Hay personas que con solo existir te hacen inmensamente feliz. Personas grandiosas que de forma sencilla te hacen conocer los rincones más asombrosos del mundo y te hacen experimentar las emociones más excitantes. Cuando se trata de vivir al máximo no se trata de tener a tu alrededor la mayor cantidad de personas, si no de tener solo a tu lado a los de mayor calidad.

Esos que te llenan, te completan y calman tu ansiedad. Que te hacen ser una mejor persona. A veces, nos empeñamos en conocer gente nueva cada día solo porque es divertido y sientes que nutres tu vida con nuevas formas de pensar y ser. Pero entre tantas personas que conoces te puedes encontrar con caracteres desagradables que mejor ni siquiera conocer. Pero también conoces a quienes te devuelven las ansias de una vida feliz.

Luego están los amigos, esas joyas invaluables que te recuerdan quién eres y lo mucho que mereces cuando ni tú mismo te entiendes. Pero lo más duro es encontrar a una persona que te pueda seguir el ritmo a lo largo de tu vida y viceversa.

Son muchos los conocidos, contados los amigos, pero solo hace falta un cómplice que te comprenda y te ame para que puedan vivir su propio mundo. Puede ser alguien que siempre estuvo cerca de ti, o que apenas conociste y ha desordenado toda tu existencia. Aunque sea difícil de encontrar, no significa que sea imposible. Debe ser un amante y un compañero que deje que camines libre a su lado porque así es como ambos experimentan al máximo su mundo y la vida.

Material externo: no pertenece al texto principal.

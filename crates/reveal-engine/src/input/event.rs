use crate::api::types::Top10Response;
use crate::error::RevealError;

/// Everything the host can tell the controller.
/// The host owns the clock and the network; the controller only reacts.
#[derive(Debug)]
pub enum RevealEvent {
    /// Page loaded (or restart succeeded): begin counting down.
    Start,
    /// One countdown period elapsed.
    Tick,
    /// The results request finished, successfully or not.
    ResultsArrived(Result<Top10Response, RevealError>),
    /// The operator pressed the restart button.
    RestartRequested,
    /// The restart request finished. `Ok` only for an HTTP 2xx answer.
    RestartFinished(Result<(), RevealError>),
}

impl RevealEvent {
    /// Short name used in log lines.
    pub fn name(&self) -> &'static str {
        match self {
            RevealEvent::Start => "start",
            RevealEvent::Tick => "tick",
            RevealEvent::ResultsArrived(_) => "results-arrived",
            RevealEvent::RestartRequested => "restart-requested",
            RevealEvent::RestartFinished(_) => "restart-finished",
        }
    }
}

Se compenetran tanto que los dos crean su propio mundo

Ese cómplice ideal te hace sentir como nunca te habías sentido. Se vuelven amantes que se quieren mucho más allá de esa palabra. Con solo tenerse el uno al otro es suficiente para hacer frente a todas las circunstancias difíciles que el mundo quiera imponerles. Se vuelven incondicionales debido al amor, la amistad que forjaron y el cariño que se tienen.

Tú y tu cómplice permanecen juntos porque separados son una masa de confusión, pero juntos todo es más fácil. Lo importante es que permanezcan juntos a pesar de las dificultades y que siempre estén dispuestos a seguir creciendo, a seguir aventurando y aprendiendo cosas nuevas juntos. Jamás detenerse ante los comentarios de una sociedad que no le interesa la felicidad de sus integrantes sino las apariencias que muestran.

Conseguir ese cómplice es la gloria, alguien que además de impresionarte emocionalmente, sea excepcional en la intimidad. Que te haga disfrutar de cada aspecto de ti.

Juntos se protegen del mundo, de ese que en ocasiones los intenta destruir

Cuando ves a tu alrededor tanto odio, frustración y envidia, puede hacerte temer por tu propio bien, desarrollas miedo de caer en esas mismas fosas que caen las personas. Pero al estar con ese cómplice ideal nada puede asustarte. Ven las dificultades como retos que atravesar y se ponen creativos para superarlas. A veces dudas de si tu corazón puede soportar la maldad del mundo pero entre ustedes dos se construyen y se protegen con mucho esfuerzo.

Habrá quienes no respeten su forma de vida o sus decisiones. Sin embargo, para ambos nada los detiene, nada los quiebra, ni siquiera sus propias discusiones por trivialidades porque son conscientes de que su presencia en sus vidas es lo que más importa.

A veces ves a personas infelices viviendo atadas a una forma de vida sosa y sin emoción. Eso les hace pensar en lo muy afortunados que son por tenerse el uno al otro. En lo muy afortunados que son por aceptarse y haberse comprometido en esa relación, porque se aman, porque se comprenden, porque solo quieren crecer y cumplir sus sueños sin disminuirse, sin arrepentirse, sin mirar atrás.

A veces solo necesitas un cómplice para vivir tu mundo.